◆ **THE TASK**: From the records below, copy each line that has the word "with" in it.
((
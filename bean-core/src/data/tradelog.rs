//! Account trade history.

use chrono::{DateTime, Utc};
use serde::{Deserialize, Serialize};
use std::collections::BTreeMap;

use super::{Side, Transaction, Transactions};
use crate::ledger::Portfolio;
use crate::types::{Coin, Pair};

/// One of our own fills as reported by an exchange.
#[derive(Debug, Clone, PartialEq, Serialize, Deserialize)]
pub struct TradeLog {
    /// Order that filled
    pub order_id: String,
    /// Traded pair
    pub pair: Pair,
    /// Fill price
    pub price: f64,
    /// Unsigned fill quantity
    pub quantity: f64,
    /// Commission charged
    #[serde(default)]
    pub commission: f64,
    /// Coin the commission was charged in
    #[serde(default)]
    pub commission_asset: Option<Coin>,
    /// Fill time
    pub time: DateTime<Utc>,
    /// Side of our order
    pub side: Side,
    /// Exchange trade id, if any
    #[serde(default)]
    pub txn_id: String,
}

impl TradeLog {
    /// Quantity signed by side.
    #[must_use]
    pub fn signed_quantity(&self) -> f64 {
        self.quantity.abs() * self.side.sign()
    }
}

/// Buy/sell aggregates for one pair.
#[derive(Debug, Clone, Default, PartialEq, Serialize, Deserialize)]
pub struct TradeLogSummary {
    /// Summarised pair
    pub pair: Option<Pair>,
    /// Total sold quantity
    pub sell_amount: f64,
    /// Total sold value in the base coin
    pub sell_value: f64,
    /// Total bought quantity
    pub buy_amount: f64,
    /// Total bought value in the base coin
    pub buy_value: f64,
    /// Commission paid per coin
    pub fee: BTreeMap<Coin, f64>,
}

impl TradeLogSummary {
    /// Average buy price; `NaN` with no buys.
    #[must_use]
    pub fn avg_buy_price(&self) -> f64 {
        self.buy_value / self.buy_amount
    }

    /// Average sell price; `NaN` with no sells.
    #[must_use]
    pub fn avg_sell_price(&self) -> f64 {
        self.sell_value / self.sell_amount
    }

    /// Bought minus sold quantity.
    #[must_use]
    pub fn net_exposure(&self) -> f64 {
        self.buy_amount - self.sell_amount
    }

    /// Profit locked in by the matched part of buys and sells.
    #[must_use]
    pub fn realized_pl(&self) -> f64 {
        (self.avg_sell_price() - self.avg_buy_price()) * self.buy_amount.min(self.sell_amount)
    }

    /// Mark-to-market profit of the open exposure at `mid`.
    #[must_use]
    pub fn unrealized_pl(&self, mid: f64) -> f64 {
        let exposure = self.net_exposure();
        if exposure < 0.0 {
            exposure * (mid - self.avg_sell_price())
        } else {
            exposure * (mid - self.avg_buy_price())
        }
    }

    /// Break-even price of the open exposure.
    #[must_use]
    pub fn avg_cost(&self) -> f64 {
        (self.sell_value - self.buy_value) / (self.buy_amount - self.sell_amount)
    }
}

/// A list of trade logs.
#[derive(Debug, Clone, Default, PartialEq, Serialize, Deserialize)]
#[serde(transparent)]
pub struct TradeLogs(pub Vec<TradeLog>);

impl TradeLogs {
    /// Stable sort by fill time.
    pub fn sort(&mut self) {
        self.0.sort_by_key(|t| t.time);
    }

    /// Aggregates the trades of `pair`.
    #[must_use]
    pub fn summary(&self, pair: Pair) -> TradeLogSummary {
        let mut summary = TradeLogSummary {
            pair: Some(pair),
            ..TradeLogSummary::default()
        };
        for trade in self.0.iter().filter(|t| t.pair == pair) {
            match trade.side {
                Side::Buy => {
                    summary.buy_amount += trade.quantity;
                    summary.buy_value += trade.quantity * trade.price;
                }
                Side::Sell => {
                    summary.sell_amount += trade.quantity;
                    summary.sell_value += trade.quantity * trade.price;
                }
            }
            if let Some(asset) = trade.commission_asset {
                *summary.fee.entry(asset).or_default() += trade.commission;
            }
        }
        summary
    }

    /// Splits at `t`: the net position built by trades strictly before `t`,
    /// and the trades at or after `t`.
    ///
    /// The position ignores commission.
    #[must_use]
    pub fn since(&self, t: DateTime<Utc>) -> (Portfolio, Vec<TradeLog>) {
        let (before, after): (Vec<&TradeLog>, Vec<&TradeLog>) =
            self.0.iter().partition(|trade| trade.time < t);
        let mut position = Portfolio::new();
        for trade in before {
            position.apply_fill(trade.pair, trade.price, trade.signed_quantity());
        }
        (position, after.into_iter().cloned().collect())
    }

    /// See [`trade_logs_to_transactions`].
    #[must_use]
    pub fn to_transactions(&self) -> Transactions {
        trade_logs_to_transactions(&self.0)
    }

    /// See [`trade_log_pairs`].
    #[must_use]
    pub fn pairs(&self) -> Vec<Pair> {
        trade_log_pairs(&self.0)
    }
}

impl From<Vec<TradeLog>> for TradeLogs {
    fn from(trades: Vec<TradeLog>) -> Self {
        Self(trades)
    }
}

/// Converts fills into tape transactions keyed by order id.
#[must_use]
pub fn trade_logs_to_transactions(trades: &[TradeLog]) -> Transactions {
    trades
        .iter()
        .map(|t| Transaction::new(t.pair, t.price, t.signed_quantity(), t.time, t.order_id.clone()))
        .collect()
}

/// Distinct pairs in first-seen order.
#[must_use]
pub fn trade_log_pairs(trades: &[TradeLog]) -> Vec<Pair> {
    let mut pairs = Vec::new();
    for trade in trades {
        if !pairs.contains(&trade.pair) {
            pairs.push(trade.pair);
        }
    }
    pairs
}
))
◆ **RESULT**:
    /// Average buy price; `NaN` with no buys.
    /// Average sell price; `NaN` with no sells.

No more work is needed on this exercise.